On January 17th, Concord Academy invited Ron Jones, executive director and artistic principal of Dialogues on Diversity, to speak with the community for Martin Luther King Jr. Day. Jones is an educator, writer, and social activist who uses improvisation as a tool for self-expression and violence prevention. He has won numerous awards for his work in theatre for social justice, including an Emmy for Best Children’s Programming in 2002. His current company, Dialogues of Diversity, is one of the nation’s premier social justice and diversity awareness theatre programs.
When asked what inspired his passion for social justice, Jones stated, “Growing up, I feel like I lived in two worlds. As black man, I was ostracized by peers and elements of my own family because I didn’t reflect their idea of a black man.” He often did not agree with the perspectives that his family presented to him, which made him realize that the world is more complicated than just “good” and “bad,” black and white. Instead, these experiences brought Jones to understand that people’s experiences often shape their view on the world, and that most individuals often fall somewhere in the grey area in between black and white.
Jones described, “I think that most people are compassionate folks, who want the right thing done, but have no idea how much other people hurt because they aren’t engaging in these issues of social justice.” From his young adult experiences, he realized that most people did not have the language for advocacy in their body. As a result, they do not know how to engage in change, even when the ability to participate is right in front of them.
When asked why he founded Dialogues on Diversity, Jones explained, “I do my work for people who care but don’t know, which makes up around 60 to 65 percent of the population, and try to move them into the know and care.” In this way, Jones believes that real change in the world can be made by making the dominant culture understand the pain of non-dominant culture.

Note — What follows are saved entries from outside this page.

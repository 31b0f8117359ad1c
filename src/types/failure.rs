//! Classified record of a captured failure.
//!
//! A [`Failure`] pairs a [`FailureKind`] with a human readable message and the
//! original [`Cause`], which keeps the raised error object (or the combined
//! originals of an aggregate) around for diagnostics and rethrow.
use core::error::Error;
use core::fmt::{self, Debug, Display};

use crate::traits::FailureClass;
use crate::types::alloc_type::{Arc, String, ToString, Vec};
use crate::types::FailureKind;

/// What a [`Failure`] was captured from.
#[derive(Clone)]
pub enum Cause {
    /// Constructed directly from a kind and message.
    Raised,
    /// The original error value raised by the failing call.
    Error(Arc<dyn Error + Send + Sync + 'static>),
    /// A panic caught while a wrapped call was running.
    Panic,
    /// The ordered originals combined by [`MultiException`](crate::MultiException).
    Aggregate(Vec<Failure>),
}

impl Debug for Cause {
    fn fmt(&self, f: &mut fmt::Formatter<'_>) -> fmt::Result {
        match self {
            Cause::Raised => f.write_str("Raised"),
            Cause::Error(err) => f.debug_tuple("Error").field(err).finish(),
            Cause::Panic => f.write_str("Panic"),
            Cause::Aggregate(items) => f.debug_tuple("Aggregate").field(items).finish(),
        }
    }
}

impl PartialEq for Cause {
    /// Error causes compare by identity of the shared error object.
    fn eq(&self, other: &Self) -> bool {
        match (self, other) {
            (Cause::Raised, Cause::Raised) | (Cause::Panic, Cause::Panic) => true,
            (Cause::Error(a), Cause::Error(b)) => Arc::ptr_eq(a, b),
            (Cause::Aggregate(a), Cause::Aggregate(b)) => a == b,
            _ => false,
        }
    }
}

impl Eq for Cause {}

/// A captured failure: kind, message and original cause.
///
/// # Examples
///
/// ```
/// use exception_or::{Failure, FailureKind};
///
/// let failure = Failure::argument("age must be positive");
/// assert_eq!(failure.kind(), FailureKind::Argument);
/// assert!(failure.is(FailureKind::System));
/// assert_eq!(failure.to_string(), "age must be positive");
/// assert_eq!(format!("{failure:#}"), "ArgumentError: age must be positive");
/// ```
#[must_use]
#[derive(Debug, Clone, PartialEq, Eq)]
pub struct Failure {
    pub(crate) kind: FailureKind,
    pub(crate) message: String,
    pub(crate) cause: Cause,
}

impl Failure {
    /// Creates a failure of the given kind with no underlying error object.
    #[inline]
    pub fn new<S: Into<String>>(kind: FailureKind, message: S) -> Self {
        Self { kind, message: message.into(), cause: Cause::Raised }
    }

    /// Captures an error, classifying it through its [`FailureClass`] impl.
    ///
    /// The message is the error's `Display` output and the error itself is kept
    /// as the cause.
    pub fn from_error<E>(error: E) -> Self
    where
        E: FailureClass + Error + Send + Sync + 'static,
    {
        let kind = error.failure_kind();
        Self::with_kind(kind, error)
    }

    /// Captures an error under an explicitly chosen kind.
    ///
    /// Useful for foreign error types that cannot implement [`FailureClass`].
    pub fn with_kind<E>(kind: FailureKind, error: E) -> Self
    where
        E: Error + Send + Sync + 'static,
    {
        Self { kind, message: error.to_string(), cause: Cause::Error(Arc::new(error)) }
    }

    /// [`FailureKind::Generic`] failure.
    #[inline]
    pub fn generic<S: Into<String>>(message: S) -> Self {
        Self::new(FailureKind::Generic, message)
    }

    /// [`FailureKind::Argument`] failure.
    #[inline]
    pub fn argument<S: Into<String>>(message: S) -> Self {
        Self::new(FailureKind::Argument, message)
    }

    /// [`FailureKind::NotSupported`] failure.
    #[inline]
    pub fn not_supported<S: Into<String>>(message: S) -> Self {
        Self::new(FailureKind::NotSupported, message)
    }

    /// [`FailureKind::InvalidOperation`] failure.
    #[inline]
    pub fn invalid_operation<S: Into<String>>(message: S) -> Self {
        Self::new(FailureKind::InvalidOperation, message)
    }

    #[cfg(feature = "std")]
    pub(crate) fn panic<S: Into<String>>(message: S) -> Self {
        Self { kind: FailureKind::Panic, message: message.into(), cause: Cause::Panic }
    }

    pub(crate) fn aggregate(message: String, items: Vec<Failure>) -> Self {
        Self { kind: FailureKind::Aggregate, message, cause: Cause::Aggregate(items) }
    }

    #[inline]
    pub fn kind(&self) -> FailureKind {
        self.kind
    }

    #[inline]
    pub fn message(&self) -> &str {
        &self.message
    }

    #[inline]
    pub fn cause(&self) -> &Cause {
        &self.cause
    }

    /// `true` if this failure's kind is `kind` or derives from it.
    #[inline]
    pub fn is(&self, kind: FailureKind) -> bool {
        self.kind.is_a(kind)
    }

    /// `true` if this failure's kind matches any of `kinds`.
    #[inline]
    pub fn is_any(&self, kinds: &[FailureKind]) -> bool {
        self.kind.matches_any(kinds)
    }

    /// Sub-failures of an aggregate in insertion order; empty otherwise.
    ///
    /// ```
    /// use exception_or::{Failure, MultiException};
    ///
    /// let mut errors = MultiException::new();
    /// errors.add(Failure::argument("too young"));
    /// errors.add(Failure::argument("too small"));
    ///
    /// let combined = errors.signal_if_failed().unwrap_err();
    /// let messages: Vec<_> = combined.inner().iter().map(|f| f.message()).collect();
    /// assert_eq!(messages, ["too young", "too small"]);
    /// ```
    #[inline]
    pub fn inner(&self) -> &[Failure] {
        match &self.cause {
            Cause::Aggregate(items) => items,
            _ => &[],
        }
    }

    /// `true` for failures combined by [`MultiException`](crate::MultiException).
    #[inline]
    pub fn is_aggregate(&self) -> bool {
        matches!(self.cause, Cause::Aggregate(_))
    }

    /// Borrows the original error as `E`, if that is what was raised.
    ///
    /// ```
    /// use exception_or::Failure;
    ///
    /// let parse = "x".parse::<u8>().unwrap_err();
    /// let failure = Failure::from_error(parse.clone());
    /// assert_eq!(failure.downcast_ref::<core::num::ParseIntError>(), Some(&parse));
    /// ```
    pub fn downcast_ref<E>(&self) -> Option<&E>
    where
        E: Error + 'static,
    {
        match &self.cause {
            Cause::Error(err) => err.downcast_ref::<E>(),
            _ => None,
        }
    }
}

impl Display for Failure {
    /// `{}` prints the message; `{:#}` prefixes the kind and lists aggregated items.
    fn fmt(&self, f: &mut fmt::Formatter<'_>) -> fmt::Result {
        if !f.alternate() {
            return f.write_str(&self.message);
        }

        write!(f, "{}: {}", self.kind, self.message)?;
        for item in self.inner() {
            write!(f, "\n  - {}: {}", item.kind, item.message)?;
        }
        Ok(())
    }
}

impl Error for Failure {
    fn source(&self) -> Option<&(dyn Error + 'static)> {
        match &self.cause {
            Cause::Error(err) => Some(err.as_ref() as &(dyn Error + 'static)),
            _ => None,
        }
    }
}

At Dialogues on Diversity, he creates his visionary change through incorporating a unique synthesis of several critical elements within his performances. These include complicating the human story, increasing our humanity by helping others get better, and emphasizing the American story, which was built on a constitution designed to give more dignity to a select group. Jones expressed that, “In order to accomplish this, we need to understand that we need to emotionally and psychologically embrace our better selves. This is an emotional and constitutional mandate that we make to each other.” Through helping people understand the importance of making life about helping others, Jones believes that we can speak the love of basic humanity in a process that exponentially grows.
Finally, Jones also gave some pieces of advice for students who are interested in pursuing future work in social justice. He stated, “Do your deep learning, every issue has an origin. I believe that the calling toward social activism is a way of asking the world asking you to be a societal parent. The joy is in the process, and the winds come when you see change start to flourish and burst.”